_DATA EXCERPTS_
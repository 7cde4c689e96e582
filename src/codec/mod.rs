// ============================================================================
// Codec Module
// Boundary between message dictionaries and the decimal value core
// ============================================================================

pub mod config;
pub mod decoder;
pub mod errors;
pub mod writer;

pub use config::{DecimalFieldConfig, InvalidDecimalPolicy, PIPE, SOH};
pub use decoder::DecimalFieldDecoder;
pub use errors::{CodecError, CodecResult};
pub use writer::encode_decimal_field;
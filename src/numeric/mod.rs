// ============================================================================
// Numeric Module
// Exact decimal values for FIX price and quantity fields
// ============================================================================
//
// This module provides:
// - ReadOnlyDecimalFloat: canonical mantissa/scale value and shared constants
// - DecimalFloat: mutable working copy for decode loops
// - parse/encode: strict ASCII codec over borrowed buffers
// - DecimalError: error taxonomy for the above
//
// Design principles:
// - No floating-point operations
// - Every producer normalises; consumers never see a raw pair
// - Checked arithmetic, no panics on hostile input
// - No heap allocation while parsing or encoding

mod decimal_float;
mod encoder;
mod errors;
mod parser;

#[cfg(test)]
mod properties;

pub use decimal_float::{DecimalFloat, ReadOnlyDecimalFloat, MAX_DIGITS, MAX_MANTISSA};
pub use encoder::{encode, encoded_len};
pub use errors::{DecimalError, DecimalResult};

pub(crate) use encoder::ascii_digits;
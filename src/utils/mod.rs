// ============================================================================
// Utilities Module
// Helper functions for binaries and benchmarks
// ============================================================================

#[cfg(feature = "logging")]
mod logging;

#[cfg(feature = "logging")]
pub use logging::init_logging;
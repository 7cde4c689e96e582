// ============================================================================
// Decimal Field Configuration
// Which FIX tags carry decimals and how the decoder treats bad values
// ============================================================================

use smallvec::{smallvec, SmallVec};

#[cfg(feature = "serde")]
use serde::{Deserialize, Serialize};

/// Standard FIX field delimiter (SOH)
pub const SOH: u8 = 0x01;

/// Pipe delimiter, common in logs and test fixtures
pub const PIPE: u8 = b'|';

// ============================================================================
// Invalid Decimal Policy
// ============================================================================

/// What the decoder does when a configured tag holds a bad decimal
#[derive(Debug, Clone, Copy, PartialEq, Eq, Default)]
#[cfg_attr(feature = "serde", derive(Serialize, Deserialize))]
pub enum InvalidDecimalPolicy {
    /// Abort decoding and surface the error with its tag
    #[default]
    Reject,

    /// Report the error to the handler, log it, and continue
    Skip,
}

// ============================================================================
// Field Configuration
// ============================================================================

/// Describes which tags of a message are decimal fields.
///
/// This is the slice of a message dictionary the decimal codec needs.
#[derive(Debug, Clone, PartialEq, Eq)]
#[cfg_attr(feature = "serde", derive(Serialize, Deserialize))]
pub struct DecimalFieldConfig {
    /// Tags whose values are parsed as decimals
    pub decimal_tags: SmallVec<[u32; 8]>,

    /// Byte terminating each `tag=value` field
    pub delimiter: u8,

    /// Handling of malformed or out-of-range decimals
    pub on_invalid: InvalidDecimalPolicy,
}

impl DecimalFieldConfig {
    /// Create a configuration for the given tags with SOH framing
    pub fn new(decimal_tags: &[u32]) -> Self {
        Self {
            decimal_tags: SmallVec::from_slice(decimal_tags),
            delimiter: SOH,
            on_invalid: InvalidDecimalPolicy::Reject,
        }
    }

    /// Builder method: Add one more decimal tag
    pub fn with_tag(mut self, tag: u32) -> Self {
        self.decimal_tags.push(tag);
        self
    }

    /// Builder method: Set the field delimiter
    pub fn with_delimiter(mut self, delimiter: u8) -> Self {
        self.delimiter = delimiter;
        self
    }

    /// Builder method: Set the invalid decimal policy
    pub fn with_policy(mut self, policy: InvalidDecimalPolicy) -> Self {
        self.on_invalid = policy;
        self
    }

    /// True if `tag` is configured as a decimal field
    #[inline]
    pub fn is_decimal_tag(&self, tag: u32) -> bool {
        self.decimal_tags.contains(&tag)
    }

    /// Validate the configuration
    pub fn validate(&self) -> Result<(), String> {
        if self.decimal_tags.is_empty() {
            return Err("At least one decimal tag is required".to_string());
        }

        if self.decimal_tags.contains(&0) {
            return Err("Tag 0 is not a valid FIX tag".to_string());
        }

        for (index, tag) in self.decimal_tags.iter().enumerate() {
            if self.decimal_tags[index + 1..].contains(tag) {
                return Err(format!("Duplicate decimal tag {}", tag));
            }
        }

        if self.delimiter == b'=' || self.delimiter.is_ascii_digit() {
            return Err(format!(
                "Delimiter {:#04x} collides with tag=value syntax",
                self.delimiter
            ));
        }

        Ok(())
    }

    /// Load a configuration from JSON
    #[cfg(feature = "serde")]
    pub fn from_json(json: &str) -> Result<Self, serde_json::Error> {
        serde_json::from_str(json)
    }
}

// ============================================================================
// Preset Configurations (Factory Methods)
// ============================================================================

impl DecimalFieldConfig {
    /// Order entry (NewOrderSingle, OrderCancelReplaceRequest)
    /// - OrderQty(38), Price(44), StopPx(99)
    pub fn order_entry() -> Self {
        Self {
            decimal_tags: smallvec![38, 44, 99],
            ..Self::new(&[])
        }
    }

    /// Execution reports
    /// - AvgPx(6), CumQty(14), LastPx(31), LastQty(32), OrderQty(38),
    ///   Price(44), LeavesQty(151)
    pub fn execution_report() -> Self {
        Self {
            decimal_tags: smallvec![6, 14, 31, 32, 38, 44, 151],
            ..Self::new(&[])
        }
    }

    /// Market data snapshots and incremental refreshes
    /// - MDEntryPx(270), MDEntrySize(271)
    pub fn market_data() -> Self {
        Self {
            decimal_tags: smallvec![270, 271],
            ..Self::new(&[])
        }
    }
}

_PROBLEM DESCRIPTION_
Your answer must be the full set of entries, copied exactly.

_COMPLETED EXERCISE_
repository 7cde4c689e96e582
filename src/codec/mod.rs
// ============================================================================
// Codec Module
// Boundary between message dictionaries and the decimal value core
// ============================================================================

pub mod config;
pub mod decoder;
pub mod errors;
pub mod writer;

pub use config::{DecimalFieldConfig, InvalidDecimalPolicy, PIPE, SOH};
pub use decoder::DecimalFieldDecoder;
pub use errors::{CodecError, CodecResult};
pub use writer::encode_decimal_field;
filename src/numeric/mod.rs
// ============================================================================
// Numeric Module
// Exact decimal values for FIX price and quantity fields
// ============================================================================
//
// This module provides:
// - ReadOnlyDecimalFloat: canonical mantissa/scale value and shared constants
// - DecimalFloat: mutable working copy for decode loops
// - parse/encode: strict ASCII codec over borrowed buffers
// - DecimalError: error taxonomy for the above
//
// Design principles:
// - No floating-point operations
// - Every producer normalises; consumers never see a raw pair
// - Checked arithmetic, no panics on hostile input
// - No heap allocation while parsing or encoding

mod decimal_float;
mod encoder;
mod errors;
mod parser;

#[cfg(test)]
mod properties;

pub use decimal_float::{DecimalFloat, ReadOnlyDecimalFloat, MAX_DIGITS, MAX_MANTISSA};
pub use encoder::{encode, encoded_len};
pub use errors::{DecimalError, DecimalResult};

pub(crate) use encoder::ascii_digits;
filename src/utils/mod.rs
// ============================================================================
// Utilities Module
// Helper functions for binaries and benchmarks
// ============================================================================

#[cfg(feature = "logging")]
mod logging;

#[cfg(feature = "logging")]
pub use logging::init_logging;
repository 7cde4c689e96e582
// ============================================================================
// Decimal Field Configuration
// Which FIX tags carry decimals and how the decoder treats bad values
// ============================================================================

use smallvec::{smallvec, SmallVec};

#[cfg(feature = "serde")]
use serde::{Deserialize, Serialize};

/// Standard FIX field delimiter (SOH)
pub const SOH: u8 = 0x01;

/// Pipe delimiter, common in logs and test fixtures
pub const PIPE: u8 = b'|';

// ============================================================================
// Invalid Decimal Policy
// ============================================================================

/// What the decoder does when a configured tag holds a bad decimal
#[derive(Debug, Clone, Copy, PartialEq, Eq, Default)]
#[cfg_attr(feature = "serde", derive(Serialize, Deserialize))]
pub enum InvalidDecimalPolicy {
    /// Abort decoding and surface the error with its tag
    #[default]
    Reject,

    /// Report the error to the handler, log it, and continue
    Skip,
}

// ============================================================================
// Field Configuration
// ============================================================================

/// Describes which tags of a message are decimal fields.
///
/// This is the slice of a message dictionary the decimal codec needs.
#[derive(Debug, Clone, PartialEq, Eq)]
#[cfg_attr(feature = "serde", derive(Serialize, Deserialize))]
pub struct DecimalFieldConfig {
    /// Tags whose values are parsed as decimals
    pub decimal_tags: SmallVec<[u32; 8]>,

    /// Byte terminating each `tag=value` field
    pub delimiter: u8,

    /// Handling of malformed or out-of-range decimals
    pub on_invalid: InvalidDecimalPolicy,
}

impl DecimalFieldConfig {
    /// Create a configuration for the given tags with SOH framing
    pub fn new(decimal_tags: &[u32]) -> Self {
        Self {
            decimal_tags: SmallVec::from_slice(decimal_tags),
            delimiter: SOH,
            on_invalid: InvalidDecimalPolicy::Reject,
        }
    }

    /// Builder method: Add one more decimal tag
    pub fn with_tag(mut self, tag: u32) -> Self {
        self.decimal_tags.push(tag);
        self
    }

    /// Builder method: Set the field delimiter
    pub fn with_delimiter(mut self, delimiter: u8) -> Self {
        self.delimiter = delimiter;
        self
    }

    /// Builder method: Set the invalid decimal policy
    pub fn with_policy(mut self, policy: InvalidDecimalPolicy) -> Self {
        self.on_invalid = policy;
        self
    }

    /// True if `tag` is configured as a decimal field
    #[inline]
    pub fn is_decimal_tag(&self, tag: u32) -> bool {
        self.decimal_tags.contains(&tag)
    }

    /// Validate the configuration
    pub fn validate(&self) -> Result<(), String> {
        if self.decimal_tags.is_empty() {
            return Err("At least one decimal tag is required".to_string());
        }

        if self.decimal_tags.contains(&0) {
            return Err("Tag 0 is not a valid FIX tag".to_string());
        }

        for (index, tag) in self.decimal_tags.iter().enumerate() {
            if self.decimal_tags[index + 1..].contains(tag) {
                return Err(format!("Duplicate decimal tag {}", tag));
            }
        }

        if self.delimiter == b'=' || self.delimiter.is_ascii_digit() {
            return Err(format!(
                "Delimiter {:#04x} collides with tag=value syntax",
                self.delimiter
            ));
        }

        Ok(())
    }

    /// Load a configuration from JSON
    #[cfg(feature = "serde")]
    pub fn from_json(json: &str) -> Result<Self, serde_json::Error> {
        serde_json::from_str(json)
    }
}

// ============================================================================
// Preset Configurations (Factory Methods)
// ============================================================================

impl DecimalFieldConfig {
    /// Order entry (NewOrderSingle, OrderCancelReplaceRequest)
    /// - OrderQty(38), Price(44), StopPx(99)
    pub fn order_entry() -> Self {
        Self {
            decimal_tags: smallvec![38, 44, 99],
            ..Self::new(&[])
        }
    }

    /// Execution reports
    /// - AvgPx(6), CumQty(14), LastPx(31), LastQty(32), OrderQty(38),
    ///   Price(44), LeavesQty(151)
    pub fn execution_report() -> Self {
        Self {
            decimal_tags: smallvec![6, 14, 31, 32, 38, 44, 151],
            ..Self::new(&[])
        }
    }

    /// Market data snapshots and incremental refreshes
    /// - MDEntryPx(270), MDEntrySize(271)
    pub fn market_data() -> Self {
        Self {
            decimal_tags: smallvec![270, 271],
            ..Self::new(&[])
        }
    }
}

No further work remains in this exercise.